Iraq is a legal fiction that was created at the end of the Ottoman empire, not to serve the interests of the people encompassed by its new boundaries, but to ensure the political and eventually the economic - that is, oil - interests of external powers. To compound the problem, this artificially created state structure was imposed on three separate identity groups - Shiites, Sunnis, and Kurds, who often have more in common with their kin in neighboring countries than with some central Iraqi government.

By committing ourselves to the continuation the Iraq that was imposed on Shiites, Sunnis, and Kurds more than 80 years ago, and by using America's security and "foreign interests" as the guidelines for what kind of post-Saddam arrangement we will tolerate in the territory that currently constitutes Iraq, we do nothing to guarantee long-term peace in that part of the world. Instead, we are repeating the errors of the past, but now in a world made more dangerous by global terrorism.

The United States clearly has an obligation to the people who live in Iraq. We brought a deadly and destructive war to those who live there. The United Nations has a parallel obligation. It authorized a decade of punishing economic sanctions that are responsible for much of the deterioration of what remains of Iraq's infrastructure after U.S. and British bombardments. So clearly these outside groups have an economic obligation to help rebuild the place called Iraq.

When it comes to the political framework that will replace the government of Saddam Hussein, however, the United States and Britain should step aside. Among other things, this means that all military forces should be withdrawn in an orderly but expedient fashion.

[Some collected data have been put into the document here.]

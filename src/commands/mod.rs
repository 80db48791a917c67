//! Command Handling Module
//!
//! Decoded request frames come in, response frames go out:
//!
//! ```text
//! Frame ──> CommandHandler ──> authorize ──> ShardedStore op
//!                 │                               │
//!                 └──────── status byte <─────────┘
//! ```
//!
//! The handler is cheap to clone; each connection gets its own copy
//! sharing the bucket manager underneath.

pub mod handler;

// Re-export the main command handler
pub use handler::CommandHandler;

Military forces should be replaced by civilian advisors and humanitarian assistance workers providing advice and assistance when and where it is sought. Will this result in disorder? Perhaps, for a time. Using the weight of U.S. military presence to ensure that the "new" Iraqi government will be to our particular liking, however, is the greater danger. It will thwart the creation of a genuinely local resolution to the political tensions and divisions that led eventually to the rise of Saddam Hussein. We may buy a little time. Maybe even a generation's worth. But, unless we let the people who live in the land that was forced to be Iraq decide their own fate, we or our children will most assuredly face a future enemy from that land.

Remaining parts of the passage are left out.